O presidente Luiz Inácio Lula da Silva (PT) reiterou, na última segunda-feira (20), que historicamente cidadãos considerados “traidores da pátria” eram punidos com enforcamento. O pronunciamento ocorreu durante a convenção nacional do Partido Democratico Trabalhista (PDT), na capital federal.
No encontro partidário, o chefe do Executivo projetou sua vitória na disputa presencial de 2026 contra o senador Flávio Bolsonaro (PL-RJ), pré-candidato ao Planalto, afirmando que o resultado positivo virá mesmo diante de um hipotético respaldo do secretário de Estado norte-americano, Marco Rubio, ao seu oponente.
“Nós não temos o direito de perder essas eleições. Neste país, antigamente, traidor era enforcado, porque trair a pátria é algo muito grave. E temos hoje mais de um traidor que vai aos EUA pedir punição ao Brasil”, declarou o petista.
Lula também reforçou que o pleito brasileiro estará aberto à observação internacional, lançando um desafio direto ao representante diplomático dos Estados Unidos:
“Estou convidando quem quiser vir acompanhar as eleições no Brasil, pode acompanhar. Se o secretário de Estado dos Estados Unidos, Marco Rubio, quiser acompanhar e apoiar o nosso adversário, que venha, que monte um comitê, porque vamos derrotá-los”, acrescentou.

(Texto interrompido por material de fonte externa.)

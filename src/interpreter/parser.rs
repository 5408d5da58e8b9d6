use logos::Logos;

use crate::{
    error::ParseError,
    interpreter::{
        function::{self, Function, FunctionKind},
        lexer::Lexeme,
        operator::{self, Operator},
        script::core::ScriptModule,
        token::Token,
    },
};

/// Result type used by the parser.
pub type ParseResult<T> = Result<T, ParseError>;

/// An entry on the parser's working stack.
///
/// Operators wait here until something they precede arrives; function
/// references wait until the end of the line or an enclosing `)` drains
/// them, so a prefix call applies to the whole expression parsed to its
/// right.
enum StackEntry {
    Operator(&'static Operator),
    Function(&'static Function),
}

impl StackEntry {
    fn into_token(self) -> Token {
        match self {
            Self::Operator(operator) => Token::Operator(operator),
            Self::Function(function) => Token::Function(function),
        }
    }

    fn is_open_bracket(&self) -> bool {
        matches!(self, Self::Operator(operator) if operator.symbol == "(")
    }

    /// Whether this stack entry pops to output before `incoming` pushes.
    ///
    /// Binary operators are left-associative (equal precedence pops);
    /// unary operators are right-associative (equal precedence stays).
    /// Open brackets never pop here. A pending function yields only to a
    /// prefix operator that binds tighter than it; no binary operator pops
    /// it, so a prefix call spans everything parsed to its right.
    fn precedes(&self, incoming: &Operator) -> bool {
        match self {
            Self::Function(function) => {
                incoming.is_unary() && function.precedence > incoming.precedence
            },
            Self::Operator(operator) => {
                if operator.is_grouping() {
                    return false;
                }
                if incoming.is_unary() {
                    operator.precedence > incoming.precedence
                } else {
                    operator.precedence >= incoming.precedence
                }
            },
        }
    }
}

/// Reorders one infix source line into a postfix token list.
///
/// Walks the line's lexemes once. Operands are emitted directly: numeric
/// literals as numeric constants, quoted strings as string constants, and
/// identifiers as deferred string constants unless they name a registered
/// function. Function references and operators travel through the working
/// stack; block statements fire their compile hook on the module as they
/// are pushed.
///
/// # Errors
/// - [`ParseError::MismatchedQuotes`] for an unterminated string literal.
/// - [`ParseError::UnsupportedOperator`] for an operator run matching no
///   registered symbol.
/// - [`ParseError::MismatchedBrackets`] for an unpaired `(` or `)`.
/// - Block-structure errors propagated from the compile hooks.
pub fn parse_line(module: &mut ScriptModule, line: &str) -> ParseResult<Vec<Token>> {
    let mut output = Vec::new();
    let mut pending: Vec<StackEntry> = Vec::new();
    let mut expects_operand = true;

    for item in Lexeme::lexer(line) {
        match item.map_err(|()| ParseError::MismatchedQuotes)? {
            Lexeme::Quoted(text) => {
                output.push(Token::Str(text));
                expects_operand = false;
            },

            Lexeme::Word(word) => {
                if let Ok(number) = word.parse::<f64>() {
                    output.push(Token::Number(number));
                    expects_operand = false;
                } else if let Some(function) = function::lookup(&word) {
                    if let FunctionKind::Block(kind) = function.kind {
                        module.block_compile_hook(kind)?;
                    }
                    pending.push(StackEntry::Function(function));
                    expects_operand = true;
                } else {
                    output.push(Token::Str(word));
                    expects_operand = false;
                }
            },

            Lexeme::Symbols(symbols) => {
                let Some(incoming) = operator::lookup(&symbols, expects_operand) else {
                    return Err(ParseError::UnsupportedOperator { symbol: symbols });
                };

                if incoming.symbol == ")" {
                    loop {
                        match pending.pop() {
                            None => return Err(ParseError::MismatchedBrackets),
                            Some(entry) if entry.is_open_bracket() => break,
                            Some(entry) => output.push(entry.into_token()),
                        }
                    }
                    expects_operand = false;
                } else {
                    if !incoming.is_grouping() {
                        while let Some(top) = pending.last() {
                            if !top.precedes(incoming) {
                                break;
                            }
                            let Some(entry) = pending.pop() else { break };
                            output.push(entry.into_token());
                        }
                    }
                    pending.push(StackEntry::Operator(incoming));
                    expects_operand = true;
                }
            },

            Lexeme::Whitespace => {},
        }
    }

    while let Some(entry) = pending.pop() {
        if entry.is_open_bracket() {
            return Err(ParseError::MismatchedBrackets);
        }
        output.push(entry.into_token());
    }

    Ok(output)
}

#[cfg(test)]
mod tests {
    use super::*;

    fn postfix(line: &str) -> String {
        let mut module = ScriptModule::new();
        let tokens = parse_line(&mut module, line).expect("line should parse");
        tokens.iter().map(ToString::to_string).collect::<Vec<_>>().join(" ")
    }

    fn parse_failure(line: &str) -> ParseError {
        let mut module = ScriptModule::new();
        parse_line(&mut module, line).expect_err("line should not parse")
    }

    #[test]
    fn precedence_orders_output() {
        assert_eq!(postfix("1 + 2 * 3"), "1 2 3 * +");
        assert_eq!(postfix("1 * 2 + 3"), "1 2 * 3 +");
        assert_eq!(postfix("x = 1 < 2 && 3 < 4"), "x 1 2 < 3 4 < && =");
    }

    #[test]
    fn equal_precedence_is_left_associative() {
        assert_eq!(postfix("10 - 3 - 2"), "10 3 - 2 -");
        assert_eq!(postfix("2 ^ 3 ^ 2"), "2 3 ^ 2 ^");
    }

    #[test]
    fn parentheses_group() {
        assert_eq!(postfix("(1 + 2) * 3"), "1 2 + 3 *");
        assert_eq!(postfix("2 * (3 + 4)"), "2 3 4 + *");
    }

    #[test]
    fn unary_minus_is_chosen_by_context() {
        // Line start, after `(`, and after an operator are prefix spots.
        assert_eq!(postfix("- 2 + 3"), "2 - 3 +");
        assert_eq!(postfix("1 - 2"), "1 2 -");
        assert_eq!(postfix("1 * ( - 2 )"), "1 2 - *");
        assert_eq!(postfix("1 + - 2"), "1 2 - +");
    }

    #[test]
    fn unary_binds_tighter_than_binary() {
        // `- 2 ^ 2` squares the negated operand.
        assert_eq!(postfix("- 2 ^ 2"), "2 - 2 ^");
        assert_eq!(postfix("! 1 && 0"), "1 ! 0 &&");
    }

    #[test]
    fn functions_wait_for_the_whole_expression() {
        assert_eq!(postfix("sqrt 9"), "9 sqrt");
        assert_eq!(postfix("print 5 + sqrt 9"), "5 9 sqrt + print");
        assert_eq!(postfix("print \"foo\" + \"bar\""), "foo bar + print");
        assert_eq!(postfix("print(x)"), "x print");
    }

    #[test]
    fn identifiers_defer_to_string_constants() {
        assert_eq!(postfix("x = y"), "x y =");
        assert_eq!(postfix("x_1 = 42abc"), "x_1 42abc =");
    }

    #[test]
    fn maximal_operator_runs_are_rejected_whole() {
        assert_eq!(parse_failure("1 +- 2"),
                   ParseError::UnsupportedOperator { symbol: "+-".into() });
        assert_eq!(parse_failure("(1)*2"),
                   ParseError::UnsupportedOperator { symbol: ")*".into() });
    }

    #[test]
    fn unpaired_brackets_fail() {
        assert_eq!(parse_failure("(1 + 2"), ParseError::MismatchedBrackets);
        assert_eq!(parse_failure("1 + 2)"), ParseError::MismatchedBrackets);
    }

    #[test]
    fn unterminated_string_fails() {
        assert_eq!(parse_failure("\"hi"), ParseError::MismatchedQuotes);
    }
}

Recorrência de declaração e desdobramentos judiciais
Esta marca a segunda ocasião em que o mandatário recorre à analogia sobre a execução de traidores. Em junho, ao direcionar críticas aos integrantes da família Bolsonaro, o presidente já havia associado a conduta da oposição à delação histórica ocorrida na Inconfidência Mineira, afirmando que o clã agia como traidor e recordando que Joaquim Silvério dos Reis, delator de Tiradentes, foi enforcado por atos de menor gravidade.
Diante da primeira manifestação sobre o tema, o senador Flávio Bolsonaro ingressou com uma notícia-crime no Supremo Tribunal Federal (STF) contestando o teor das declarações do presidente.